Given entries:
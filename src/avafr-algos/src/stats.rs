//! Column statistics used by the readiness report and the data description.
//!
//! Columns are `Option<f64>` so missing values are skipped the same way for
//! every statistic: correlations use pairwise-complete observations, and
//! summaries only count present values.

use std::fmt::Display;

pub struct Column<'a> {
    pub name: &'a str,
    pub values: Vec<Option<f64>>,
}

impl<'a> Column<'a> {
    pub fn new(name: &'a str, values: impl IntoIterator<Item = Option<f64>>) -> Self {
        Self {
            name,
            values: values.into_iter().collect(),
        }
    }
}

/// Pearson correlation over the pairs where both values are present.
/// `None` with fewer than two pairs or when either side has no variance.
pub fn pearson(x: &[Option<f64>], y: &[Option<f64>]) -> Option<f64> {
    let pairs = x
        .iter()
        .zip(y)
        .filter_map(|(x, y)| Some(((*x)?, (*y)?)))
        .collect::<Vec<_>>();

    if pairs.len() < 2 {
        return None;
    }

    let n = pairs.len() as f64;
    let mean_x = pairs.iter().map(|p| p.0).sum::<f64>() / n;
    let mean_y = pairs.iter().map(|p| p.1).sum::<f64>() / n;

    let (cov, var_x, var_y) = pairs.iter().fold((0.0, 0.0, 0.0), |(cov, vx, vy), (x, y)| {
        let dx = x - mean_x;
        let dy = y - mean_y;
        (cov + dx * dy, vx + dx * dx, vy + dy * dy)
    });

    if var_x <= 0.0 || var_y <= 0.0 {
        return None;
    }

    Some((cov / (var_x.sqrt() * var_y.sqrt())).clamp(-1.0, 1.0))
}

#[derive(Debug, Clone, PartialEq)]
pub struct CorrelationMatrix {
    pub labels: Vec<String>,
    pub values: Vec<Vec<Option<f64>>>,
}

impl CorrelationMatrix {
    pub fn get(&self, row: &str, col: &str) -> Option<f64> {
        let row = self.labels.iter().position(|l| l == row)?;
        let col = self.labels.iter().position(|l| l == col)?;
        self.values[row][col]
    }
}

pub fn correlation_matrix(columns: &[Column<'_>]) -> CorrelationMatrix {
    let values = columns
        .iter()
        .enumerate()
        .map(|(i, a)| {
            columns
                .iter()
                .enumerate()
                .map(|(j, b)| {
                    let r = pearson(&a.values, &b.values);
                    if i == j { r.map(|_| 1.0) } else { r }
                })
                .collect()
        })
        .collect();

    CorrelationMatrix {
        labels: columns.iter().map(|c| c.name.to_string()).collect(),
        values,
    }
}

impl Display for CorrelationMatrix {
    fn fmt(&self, f: &mut std::fmt::Formatter<'_>) -> std::fmt::Result {
        let cells = self
            .values
            .iter()
            .map(|row| row.iter().map(|v| format_cell(*v)).collect::<Vec<_>>())
            .collect::<Vec<_>>();

        write_table(f, &self.labels, &self.labels, &cells)
    }
}

#[derive(Debug, Clone, Copy, PartialEq, Default)]
pub struct Summary {
    pub count: usize,
    pub mean: Option<f64>,
    pub std: Option<f64>,
    pub min: Option<f64>,
    pub q25: Option<f64>,
    pub q50: Option<f64>,
    pub q75: Option<f64>,
    pub max: Option<f64>,
}

impl Summary {
    /// Sample standard deviation; quantiles interpolate linearly between
    /// the closest ranks.
    pub fn of(values: &[Option<f64>]) -> Self {
        let mut present = values.iter().flatten().copied().collect::<Vec<_>>();
        if present.is_empty() {
            return Self::default();
        }
        present.sort_by(f64::total_cmp);

        let count = present.len();
        let n = count as f64;
        let mean = present.iter().sum::<f64>() / n;
        let std = (count > 1).then(|| {
            (present.iter().map(|v| (v - mean).powi(2)).sum::<f64>() / (n - 1.0)).sqrt()
        });

        Self {
            count,
            mean: Some(mean),
            std,
            min: present.first().copied(),
            q25: Some(quantile(&present, 0.25)),
            q50: Some(quantile(&present, 0.5)),
            q75: Some(quantile(&present, 0.75)),
            max: present.last().copied(),
        }
    }
}

fn quantile(sorted: &[f64], q: f64) -> f64 {
    let pos = q * (sorted.len() - 1) as f64;
    let lower = pos.floor() as usize;
    let upper = pos.ceil() as usize;
    let weight = pos - lower as f64;
    sorted[lower] + (sorted[upper] - sorted[lower]) * weight
}

/// Per-column summaries laid out with one statistic per line.
#[derive(Debug, Clone)]
pub struct Description {
    pub labels: Vec<String>,
    pub summaries: Vec<Summary>,
}

pub fn describe(columns: &[Column<'_>]) -> Description {
    Description {
        labels: columns.iter().map(|c| c.name.to_string()).collect(),
        summaries: columns.iter().map(|c| Summary::of(&c.values)).collect(),
    }
}

impl Display for Description {
    fn fmt(&self, f: &mut std::fmt::Formatter<'_>) -> std::fmt::Result {
        let rows = ["count", "mean", "std", "min", "25%", "50%", "75%", "max"];
        let cells = rows
            .iter()
            .map(|stat| {
                self.summaries
                    .iter()
                    .map(|s| match *stat {
                        "count" => format!("{:.6}", s.count as f64),
                        "mean" => format_cell(s.mean),
                        "std" => format_cell(s.std),
                        "min" => format_cell(s.min),
                        "25%" => format_cell(s.q25),
                        "50%" => format_cell(s.q50),
                        "75%" => format_cell(s.q75),
                        _ => format_cell(s.max),
                    })
                    .collect::<Vec<_>>()
            })
            .collect::<Vec<_>>();

        let row_labels = rows.map(String::from);
        write_table(f, &row_labels, &self.labels, &cells)
    }
}

fn format_cell(value: Option<f64>) -> String {
    value.map_or_else(|| "NaN".to_string(), |v| format!("{v:.6}"))
}

fn write_table(
    f: &mut std::fmt::Formatter<'_>,
    rows: &[String],
    cols: &[String],
    cells: &[Vec<String>],
) -> std::fmt::Result {
    let label_width = rows.iter().map(String::len).max().unwrap_or_default();
    let widths = cols
        .iter()
        .enumerate()
        .map(|(j, name)| {
            cells
                .iter()
                .filter_map(|row| row.get(j))
                .map(String::len)
                .chain([name.len()])
                .max()
                .unwrap_or_default()
        })
        .collect::<Vec<_>>();

    write!(f, "{:label_width$}", "")?;
    for (name, width) in cols.iter().zip(&widths) {
        write!(f, "  {name:>width$}")?;
    }

    for (label, row) in rows.iter().zip(cells) {
        write!(f, "\n{label:<label_width$}")?;
        for (cell, width) in row.iter().zip(&widths) {
            write!(f, "  {cell:>width$}")?;
        }
    }

    Ok(())
}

What you should do: Line count for the string "Debug": give the number of lines in the listing that hold it, with no other output.

Output of the task: 3